** GIVEN RECORDS follows **

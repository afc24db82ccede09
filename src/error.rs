use thiserror::Error;

#[derive(Debug, Error)]
pub enum AppError {
    #[error("IO error: {0}")]
    Io(#[from] std::io::Error),

    #[error("syscall failed: {0}")]
    Sys(#[from] nix::Error),

    #[error("no $SHELL set in environment")]
    NoShell,

    #[error("TTY hangup")]
    TtyHangup,
}

pub type Result<T> = std::result::Result<T, AppError>;
//! Signal plumbing. Handlers only flip atomic flags; the event loop consumes
//! them at the top of each iteration.

use std::sync::atomic::{AtomicBool, Ordering};

use nix::sys::signal::{sigaction, SaFlags, SigAction, SigHandler, SigSet, Signal};

use crate::error::Result;

static CHILD_EXITED: AtomicBool = AtomicBool::new(false);
static WINSIZE_CHANGED: AtomicBool = AtomicBool::new(false);
static CRYPTO_INFO: AtomicBool = AtomicBool::new(false);

extern "C" fn on_sigchld(_: libc::c_int) {
    CHILD_EXITED.store(true, Ordering::SeqCst);
}

extern "C" fn on_sigwinch(_: libc::c_int) {
    WINSIZE_CHANGED.store(true, Ordering::SeqCst);
}

extern "C" fn on_sigusr1(_: libc::c_int) {
    CRYPTO_INFO.store(true, Ordering::SeqCst);
}

/// Install the session's handlers: SIGCHLD/SIGWINCH/SIGUSR1 set flags,
/// SIGINT/SIGQUIT/SIGPIPE are ignored so the corresponding control bytes pass
/// through to the remote shell.
pub fn install() -> Result<()> {
    let flag = |handler| SigAction::new(handler, SaFlags::SA_RESTART, SigSet::empty());

    // SAFETY: the handlers above only store to atomics.
    unsafe {
        sigaction(Signal::SIGCHLD, &flag(SigHandler::Handler(on_sigchld)))?;
        sigaction(Signal::SIGWINCH, &flag(SigHandler::Handler(on_sigwinch)))?;
        sigaction(Signal::SIGUSR1, &flag(SigHandler::Handler(on_sigusr1)))?;

        let ignore = SigAction::new(SigHandler::SigIgn, SaFlags::empty(), SigSet::empty());
        sigaction(Signal::SIGINT, &ignore)?;
        sigaction(Signal::SIGQUIT, &ignore)?;
        sigaction(Signal::SIGPIPE, &ignore)?;
    }
    Ok(())
}

pub fn child_exited() -> bool {
    CHILD_EXITED.load(Ordering::SeqCst)
}

/// A window-size change is pending. The flag stays set until
/// [`clear_winsize_changed`], because the update can only be sent once the
/// stream is encrypted.
pub fn winsize_changed() -> bool {
    WINSIZE_CHANGED.load(Ordering::SeqCst)
}

pub fn set_winsize_changed() {
    WINSIZE_CHANGED.store(true, Ordering::SeqCst);
}

pub fn clear_winsize_changed() {
    WINSIZE_CHANGED.store(false, Ordering::SeqCst);
}

/// Consume a pending SIGUSR1 status request.
pub fn take_crypto_info() -> bool {
    CRYPTO_INFO.swap(false, Ordering::SeqCst)
}
//! Depth/stencil register group translation.

use crate::error::EngineError;
use crate::regs::{self, compare_func, stencil_op};
use crate::state::packed::{PackedPipelineState, StencilFace};
use crate::state::WarnOnce;

/// Compare functions exist in a D3D numbering (1..=8) and an OGL numbering
/// (0x200..=0x207); both collapse onto the host ordering with small maths.
/// Anything outside the two ranges is not producible by hardware.
pub fn translate_compare_func(raw: u32, method: u32) -> Result<wgpu::CompareFunction, EngineError> {
    let code = if (compare_func::OGL_NEVER..=compare_func::OGL_ALWAYS).contains(&raw) {
        raw - compare_func::OGL_NEVER
    } else if (compare_func::D3D_NEVER..=compare_func::D3D_ALWAYS).contains(&raw) {
        raw - compare_func::D3D_NEVER
    } else {
        return Err(EngineError::InvalidEnum {
            what: "compare function",
            method,
            value: raw,
        });
    };

    Ok(match code {
        0 => wgpu::CompareFunction::Never,
        1 => wgpu::CompareFunction::Less,
        2 => wgpu::CompareFunction::Equal,
        3 => wgpu::CompareFunction::LessEqual,
        4 => wgpu::CompareFunction::Greater,
        5 => wgpu::CompareFunction::NotEqual,
        6 => wgpu::CompareFunction::GreaterEqual,
        _ => wgpu::CompareFunction::Always,
    })
}

pub fn translate_stencil_op(raw: u32, method: u32) -> Result<wgpu::StencilOperation, EngineError> {
    Ok(match raw {
        stencil_op::D3D_KEEP | stencil_op::OGL_KEEP => wgpu::StencilOperation::Keep,
        stencil_op::D3D_ZERO | stencil_op::OGL_ZERO => wgpu::StencilOperation::Zero,
        stencil_op::D3D_REPLACE | stencil_op::OGL_REPLACE => wgpu::StencilOperation::Replace,
        stencil_op::D3D_INCR_SAT | stencil_op::OGL_INCR_SAT => {
            wgpu::StencilOperation::IncrementClamp
        }
        stencil_op::D3D_DECR_SAT | stencil_op::OGL_DECR_SAT => {
            wgpu::StencilOperation::DecrementClamp
        }
        stencil_op::D3D_INVERT | stencil_op::OGL_INVERT => wgpu::StencilOperation::Invert,
        stencil_op::D3D_INCR | stencil_op::OGL_INCR => wgpu::StencilOperation::IncrementWrap,
        stencil_op::D3D_DECR | stencil_op::OGL_DECR => wgpu::StencilOperation::DecrementWrap,
        _ => {
            return Err(EngineError::InvalidEnum {
                what: "stencil operation",
                method,
                value: raw,
            })
        }
    })
}

fn stencil_face(regs: &regs::RegisterFile, fail: u32, zfail: u32, zpass: u32, func: u32)
    -> Result<StencilFace, EngineError>
{
    Ok(StencilFace {
        fail: translate_stencil_op(regs.get(fail), fail)?,
        depth_fail: translate_stencil_op(regs.get(zfail), zfail)?,
        pass: translate_stencil_op(regs.get(zpass), zpass)?,
        func: translate_compare_func(regs.get(func), func)?,
    })
}

/// Recomputes the depth/stencil fields.
pub fn update(
    regs: &regs::RegisterFile,
    packed: &mut PackedPipelineState,
    _warn: &mut WarnOnce,
) -> Result<(), EngineError> {
    packed.depth_test_enable = regs.get_bool(regs::DEPTH_TEST_ENABLE);
    packed.depth_write_enable = regs.get_bool(regs::DEPTH_WRITE_ENABLE);
    packed.depth_func = translate_compare_func(regs.get(regs::DEPTH_FUNC), regs::DEPTH_FUNC)?;
    packed.depth_bounds_test_enable = regs.get_bool(regs::DEPTH_BOUNDS_ENABLE);
    packed.stencil_test_enable = regs.get_bool(regs::STENCIL_ENABLE);

    packed.stencil_front = stencil_face(
        regs,
        regs::STENCIL_FRONT_OP_FAIL,
        regs::STENCIL_FRONT_OP_ZFAIL,
        regs::STENCIL_FRONT_OP_ZPASS,
        regs::STENCIL_FRONT_FUNC,
    )?;

    // Back-face state only diverges when the two-sided test is enabled.
    packed.stencil_back = if regs.get_bool(regs::STENCIL_TWO_SIDE_ENABLE) {
        stencil_face(
            regs,
            regs::STENCIL_BACK_OP_FAIL,
            regs::STENCIL_BACK_OP_ZFAIL,
            regs::STENCIL_BACK_OP_ZPASS,
            regs::STENCIL_BACK_FUNC,
        )?
    } else {
        packed.stencil_front
    };

    Ok(())
}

** End of GIVEN RECORDS **

ACTION ITEM> Print the records again in their entirety, character for character.

EXERCISE RESPONSE>
repository afc24db82ccede09
filename src/error.rs
use thiserror::Error;

#[derive(Debug, Error)]
pub enum AppError {
    #[error("IO error: {0}")]
    Io(#[from] std::io::Error),

    #[error("syscall failed: {0}")]
    Sys(#[from] nix::Error),

    #[error("no $SHELL set in environment")]
    NoShell,

    #[error("TTY hangup")]
    TtyHangup,
}

pub type Result<T> = std::result::Result<T, AppError>;
//! Signal plumbing. Handlers only flip atomic flags; the event loop consumes
//! them at the top of each iteration.

use std::sync::atomic::{AtomicBool, Ordering};

use nix::sys::signal::{sigaction, SaFlags, SigAction, SigHandler, SigSet, Signal};

use crate::error::Result;

static CHILD_EXITED: AtomicBool = AtomicBool::new(false);
static WINSIZE_CHANGED: AtomicBool = AtomicBool::new(false);
static CRYPTO_INFO: AtomicBool = AtomicBool::new(false);

extern "C" fn on_sigchld(_: libc::c_int) {
    CHILD_EXITED.store(true, Ordering::SeqCst);
}

extern "C" fn on_sigwinch(_: libc::c_int) {
    WINSIZE_CHANGED.store(true, Ordering::SeqCst);
}

extern "C" fn on_sigusr1(_: libc::c_int) {
    CRYPTO_INFO.store(true, Ordering::SeqCst);
}

/// Install the session's handlers: SIGCHLD/SIGWINCH/SIGUSR1 set flags,
/// SIGINT/SIGQUIT/SIGPIPE are ignored so the corresponding control bytes pass
/// through to the remote shell.
pub fn install() -> Result<()> {
    let flag = |handler| SigAction::new(handler, SaFlags::SA_RESTART, SigSet::empty());

    // SAFETY: the handlers above only store to atomics.
    unsafe {
        sigaction(Signal::SIGCHLD, &flag(SigHandler::Handler(on_sigchld)))?;
        sigaction(Signal::SIGWINCH, &flag(SigHandler::Handler(on_sigwinch)))?;
        sigaction(Signal::SIGUSR1, &flag(SigHandler::Handler(on_sigusr1)))?;

        let ignore = SigAction::new(SigHandler::SigIgn, SaFlags::empty(), SigSet::empty());
        sigaction(Signal::SIGINT, &ignore)?;
        sigaction(Signal::SIGQUIT, &ignore)?;
        sigaction(Signal::SIGPIPE, &ignore)?;
    }
    Ok(())
}

pub fn child_exited() -> bool {
    CHILD_EXITED.load(Ordering::SeqCst)
}

/// A window-size change is pending. The flag stays set until
/// [`clear_winsize_changed`], because the update can only be sent once the
/// stream is encrypted.
pub fn winsize_changed() -> bool {
    WINSIZE_CHANGED.load(Ordering::SeqCst)
}

pub fn set_winsize_changed() {
    WINSIZE_CHANGED.store(true, Ordering::SeqCst);
}

pub fn clear_winsize_changed() {
    WINSIZE_CHANGED.store(false, Ordering::SeqCst);
}

/// Consume a pending SIGUSR1 status request.
pub fn take_crypto_info() -> bool {
    CRYPTO_INFO.swap(false, Ordering::SeqCst)
}
//! Depth/stencil register group translation.

use crate::error::EngineError;
use crate::regs::{self, compare_func, stencil_op};
use crate::state::packed::{PackedPipelineState, StencilFace};
use crate::state::WarnOnce;

/// Compare functions exist in a D3D numbering (1..=8) and an OGL numbering
/// (0x200..=0x207); both collapse onto the host ordering with small maths.
/// Anything outside the two ranges is not producible by hardware.
pub fn translate_compare_func(raw: u32, method: u32) -> Result<wgpu::CompareFunction, EngineError> {
    let code = if (compare_func::OGL_NEVER..=compare_func::OGL_ALWAYS).contains(&raw) {
        raw - compare_func::OGL_NEVER
    } else if (compare_func::D3D_NEVER..=compare_func::D3D_ALWAYS).contains(&raw) {
        raw - compare_func::D3D_NEVER
    } else {
        return Err(EngineError::InvalidEnum {
            what: "compare function",
            method,
            value: raw,
        });
    };

    Ok(match code {
        0 => wgpu::CompareFunction::Never,
        1 => wgpu::CompareFunction::Less,
        2 => wgpu::CompareFunction::Equal,
        3 => wgpu::CompareFunction::LessEqual,
        4 => wgpu::CompareFunction::Greater,
        5 => wgpu::CompareFunction::NotEqual,
        6 => wgpu::CompareFunction::GreaterEqual,
        _ => wgpu::CompareFunction::Always,
    })
}

pub fn translate_stencil_op(raw: u32, method: u32) -> Result<wgpu::StencilOperation, EngineError> {
    Ok(match raw {
        stencil_op::D3D_KEEP | stencil_op::OGL_KEEP => wgpu::StencilOperation::Keep,
        stencil_op::D3D_ZERO | stencil_op::OGL_ZERO => wgpu::StencilOperation::Zero,
        stencil_op::D3D_REPLACE | stencil_op::OGL_REPLACE => wgpu::StencilOperation::Replace,
        stencil_op::D3D_INCR_SAT | stencil_op::OGL_INCR_SAT => {
            wgpu::StencilOperation::IncrementClamp
        }
        stencil_op::D3D_DECR_SAT | stencil_op::OGL_DECR_SAT => {
            wgpu::StencilOperation::DecrementClamp
        }
        stencil_op::D3D_INVERT | stencil_op::OGL_INVERT => wgpu::StencilOperation::Invert,
        stencil_op::D3D_INCR | stencil_op::OGL_INCR => wgpu::StencilOperation::IncrementWrap,
        stencil_op::D3D_DECR | stencil_op::OGL_DECR => wgpu::StencilOperation::DecrementWrap,
        _ => {
            return Err(EngineError::InvalidEnum {
                what: "stencil operation",
                method,
                value: raw,
            })
        }
    })
}

fn stencil_face(regs: &regs::RegisterFile, fail: u32, zfail: u32, zpass: u32, func: u32)
    -> Result<StencilFace, EngineError>
{
    Ok(StencilFace {
        fail: translate_stencil_op(regs.get(fail), fail)?,
        depth_fail: translate_stencil_op(regs.get(zfail), zfail)?,
        pass: translate_stencil_op(regs.get(zpass), zpass)?,
        func: translate_compare_func(regs.get(func), func)?,
    })
}

/// Recomputes the depth/stencil fields.
pub fn update(
    regs: &regs::RegisterFile,
    packed: &mut PackedPipelineState,
    _warn: &mut WarnOnce,
) -> Result<(), EngineError> {
    packed.depth_test_enable = regs.get_bool(regs::DEPTH_TEST_ENABLE);
    packed.depth_write_enable = regs.get_bool(regs::DEPTH_WRITE_ENABLE);
    packed.depth_func = translate_compare_func(regs.get(regs::DEPTH_FUNC), regs::DEPTH_FUNC)?;
    packed.depth_bounds_test_enable = regs.get_bool(regs::DEPTH_BOUNDS_ENABLE);
    packed.stencil_test_enable = regs.get_bool(regs::STENCIL_ENABLE);

    packed.stencil_front = stencil_face(
        regs,
        regs::STENCIL_FRONT_OP_FAIL,
        regs::STENCIL_FRONT_OP_ZFAIL,
        regs::STENCIL_FRONT_OP_ZPASS,
        regs::STENCIL_FRONT_FUNC,
    )?;

    // Back-face state only diverges when the two-sided test is enabled.
    packed.stencil_back = if regs.get_bool(regs::STENCIL_TWO_SIDE_ENABLE) {
        stencil_face(
            regs,
            regs::STENCIL_BACK_OP_FAIL,
            regs::STENCIL_BACK_OP_ZFAIL,
            regs::STENCIL_BACK_OP_ZPASS,
            regs::STENCIL_BACK_FUNC,
        )?
    } else {
        packed.stencil_front
    };

    Ok(())
}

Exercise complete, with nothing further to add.